À l’occasion de l’exposition consacrée à la bande dessinée Le Casque d’Agris, présentée dans le hall de la Bibliothèque centrale de l’université Lille 3 jusqu’au 14 avril 2011, nous avons interrogé Laurent Libessart, le dessinateur des deux premiers tomes de la série. La série Agris cherchant à restituer l’univers des Gaulois vers le milieu du troisième siècle avant notre ère, notre entretien a porté essentiellement sur sa manière de travailler pour restituer en dessins les résultats de la recherche archéologique.
Christophe Hugot : Comment en es-tu venu à dessiner Le Casque d’Agris ?
Laurent Libessart : Je suis venu à cette série par hasard. Ce qui m’a intéressé, c’est que rien n’avait vraiment été fait sur cette période. Alors qu’il existe des dizaines de bandes dessinées sur d’autres époques, sur le Moyen Âge par exemple, rien de tel sur les Gaulois. Agris est la première bd ayant l’ambition de montrer les Gaulois avec un souci d’exactitude archéologique. Jacques Martin, avec la série Alix, a été en quelque sorte précurseur de cette démarche, il a sensibilisé le public, mais la série est déjà ancienne : il fallait se servir des connaissances les plus récentes.
Ch. Hugot : Précisément, comment Silvio Luccisano, le scénariste, et toi comme dessinateur avez-vous travaillé ?
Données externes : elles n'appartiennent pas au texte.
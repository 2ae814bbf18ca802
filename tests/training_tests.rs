//! End-to-end training controller tests.
//!
//! Run with:
//! ```bash
//! cargo test -p timbre --test training_tests
//! ```

#[path = "helpers/mod.rs"]
mod helpers;

use helpers::{read_wav, silent_dataset, test_config, tone_dataset, TEST_CHUNK, TEST_SAMPLE_RATE};
use timbre::artifacts::{eval_clip_name, load_run_config};
use timbre::prelude::*;
use timbre::synth::checkpoint_exists;
use timbre::train;

// =============================================================================
// Tone Corpus
// =============================================================================

/// Four one-second 220 Hz examples, batch 2, two epochs.
#[test]
fn test_tone_training_keeps_loss_finite_and_checkpoints() {
    let dir = tempfile::tempdir().unwrap();
    let config = test_config(dir.path(), "tone", 4);
    let dataset = tone_dataset(4, 220.0, 0.5, -20.0);
    let ctx = ComputeContext::cpu(config.train.seed);
    let mut scalars = ScalarRecord::new();

    let summary = train(&config, &dataset, &ctx, &mut scalars).expect("Training failed");

    assert_eq!(summary.epochs, 2);
    assert_eq!(summary.steps, 4);

    let losses = scalars.series("loss");
    assert_eq!(losses.len(), 4);
    for (step, (index, loss)) in losses.iter().enumerate() {
        assert_eq!(*index, step as u64);
        assert!(loss.is_finite() && *loss > 0.0, "step {} loss = {}", step, loss);
    }

    assert!(summary.checkpoints_written >= 1);
    assert!(summary.best_loss.is_finite());
    assert!(checkpoint_exists(&summary.run_dir));

    // One probe per epoch: each example's original followed by its reconstruction
    for epoch in 0..2 {
        let (clip, sample_rate) = read_wav(&summary.run_dir.join(eval_clip_name(epoch)));
        assert_eq!(sample_rate, TEST_SAMPLE_RATE);
        assert_eq!(clip.len(), 2 * 2 * TEST_CHUNK);
        assert!(clip.iter().all(|s| s.is_finite()));
    }
}

#[test]
fn test_interval_scalars_logged_per_epoch() {
    let dir = tempfile::tempdir().unwrap();
    let config = test_config(dir.path(), "scalars", 4);
    let dataset = tone_dataset(4, 220.0, 0.5, -20.0);
    let mut scalars = ScalarRecord::new();

    train(&config, &dataset, &ComputeContext::cpu(1), &mut scalars).expect("Training failed");

    let lr = scalars.series("lr");
    assert_eq!(lr.iter().map(|(epoch, _)| *epoch).collect::<Vec<_>>(), vec![0, 1]);
    assert!(lr[1].1 <= lr[0].1);
    assert_eq!(scalars.series("reverb_decay").len(), 2);
    assert_eq!(scalars.series("reverb_wet").len(), 2);
}

#[test]
fn test_loudness_statistics_persisted_with_run() {
    let dir = tempfile::tempdir().unwrap();
    let config = test_config(dir.path(), "stats", 2);
    let dataset = tone_dataset(2, 330.0, 0.25, -30.0);

    let summary = train(&config, &dataset, &ComputeContext::cpu(0), &mut TracingScalars)
        .expect("Training failed");

    let persisted = load_run_config(&summary.run_dir).expect("Missing run config");
    let stats = persisted.loudness_stats().expect("Missing loudness statistics");
    assert_eq!(stats, summary.loudness);
    assert!((stats.mean + 30.0).abs() < 1e-6);
    assert!(stats.std < 1e-6);
    assert_eq!(persisted.model, config.model);
}

#[test]
fn test_independent_conditioning_trains() {
    let dir = tempfile::tempdir().unwrap();
    let mut config = test_config(dir.path(), "independent", 2);
    config.model.conditioning = ConditioningMode::Independent;
    let dataset = tone_dataset(2, 220.0, 0.5, -20.0);
    let mut scalars = ScalarRecord::new();

    let summary = train(&config, &dataset, &ComputeContext::cpu(3), &mut scalars)
        .expect("Training failed");
    assert_eq!(summary.steps, 2);
    assert!(scalars.series("loss").iter().all(|(_, l)| l.is_finite()));
}

/// One optimizer step at 16 kHz with the shipped scale list and reverb
/// length, whose hops do not divide a one-second example.
#[test]
fn test_default_scales_train_one_second_examples() {
    let dir = tempfile::tempdir().unwrap();
    let sample_rate = 16000u32;
    let hop = 160;
    let samples = sample_rate as usize;

    let mut config = test_config(dir.path(), "default_scales", 1);
    config.model = ModelConfig {
        sample_rate,
        hop_size: hop,
        chunk_length: samples,
        reverb_length: None,
        ..config.model
    };
    config.train.batch_size = 1;
    config.train.scales = TrainConfig::default().scales;
    assert!(config.train.scales.iter().any(|s| samples % s.hop() != 0));

    let audio: Vec<f32> = (0..samples)
        .map(|i| (2.0 * std::f32::consts::PI * 220.0 * i as f32 / sample_rate as f32).sin() * 0.5)
        .collect();
    let dataset = MemoryDataset::new(vec![ControlExample {
        audio,
        pitch: vec![220.0; samples / hop],
        loudness: vec![-20.0; samples / hop],
    }]);
    let mut scalars = ScalarRecord::new();

    let summary = train(&config, &dataset, &ComputeContext::cpu(0), &mut scalars)
        .expect("Training failed");

    assert_eq!(summary.steps, 1);
    let losses = scalars.series("loss");
    assert_eq!(losses.len(), 1);
    assert!(losses[0].1.is_finite() && losses[0].1 > 0.0);
    assert!(checkpoint_exists(&summary.run_dir));
}

// =============================================================================
// Failure Modes
// =============================================================================

#[test]
fn test_non_finite_loss_aborts_run() {
    let dir = tempfile::tempdir().unwrap();
    let config = test_config(dir.path(), "nan", 2);
    let mut dataset = silent_dataset(1);
    let mut corrupt = dataset.example(0).expect("example exists");
    corrupt.audio[100] = f32::NAN;
    dataset.push(corrupt);

    // A single batch per epoch, so the very first step sees the corrupt example
    let err = train(&config, &dataset, &ComputeContext::cpu(0), &mut TracingScalars).unwrap_err();
    match err {
        Error::NumericInstability { step, loss } => {
            assert_eq!(step, 0);
            assert!(!loss.is_finite());
        }
        other => panic!("expected NumericInstability, got {other:?}"),
    }
    assert!(!checkpoint_exists(&config.train.run_dir()));
}

#[test]
fn test_dataset_smaller_than_batch_rejected() {
    let dir = tempfile::tempdir().unwrap();
    let config = test_config(dir.path(), "tiny", 2);
    let dataset = tone_dataset(1, 220.0, 0.5, -20.0);

    let err = train(&config, &dataset, &ComputeContext::cpu(0), &mut TracingScalars).unwrap_err();
    assert!(matches!(
        err,
        Error::Core(timbre::core::Error::Dataset(_))
    ));
}

#[test]
fn test_invalid_model_configuration_rejected() {
    let dir = tempfile::tempdir().unwrap();
    let mut config = test_config(dir.path(), "bad", 2);
    config.model.hop_size = 77;
    let dataset = tone_dataset(2, 220.0, 0.5, -20.0);

    let err = train(&config, &dataset, &ComputeContext::cpu(0), &mut TracingScalars).unwrap_err();
    assert!(matches!(
        err,
        Error::Core(timbre::core::Error::InvalidModelConfiguration(_))
    ));
}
L. Libessart : D’abord par des lectures. Mais ces dernières se sont rapidement révélées insuffisantes pour les besoins que nous avions. Comme les ouvrages des archéologues ne sont pas conçus pour servir à des reconstitutions, il a fallu les rencontrer pour leur poser des questions précises. Le premier des archéologues rencontrés dans ce but fut André Rapin. Ce qui a été intéressant avec André Rapin est qu’il dessine lui-même et qu’il a donc été sensible à notre démarche : il a ainsi pu nous faire des suggestions à la fois d’ordre visuel et archéologique. Il a également cassé certains a priori que je pouvais avoir sur les Celtes. Silvio a travaillé avec José Gomez de Soto, par exemple, et avec d’autres archéologues qui ont corrigé, supervisé nos propositions, avec qui nous avons fait des choix de reconstitution.
Ch. Hugot : Je suppose que certaines questions sont restées sans réponse. Par exemple, on ignore comment était constitué l’intérieur d’une maison gauloise. Comment avez-vous fait pour résoudre cette difficulté ?
L. Libessart : Les postulats des différents archéologues sur des mêmes données sont parfois contradictoires. Il a fallu trancher, prendre une option par rapport à une autre. Pour reprendre l’exemple de la maison gauloise, je sais que notre choix de mettre des poutres horizontales entre les poteaux verticaux a généré quelques débats. Pour l’organisation intérieure, c’est vrai que l’archéologie ne donne aucun élément. L’inspiration peut alors venir d’ailleurs. Pour dessiner l’intérieur de la maison, je suis parti d’une maison japonaise aperçue dans les Sept Samouraïs de Kurosawa. D’autres parallèles peuvent palier le manque d’informations archéologiques, comme des joutes équestres d’Indonésie ou des détails de la société tribale yéménite. Effectivement, je suis parfois contraint de compléter les informations manquantes, j’essaie alors de le faire par des choses qui ne contredisent pas les sources et qui restent « archéo-compatibles ».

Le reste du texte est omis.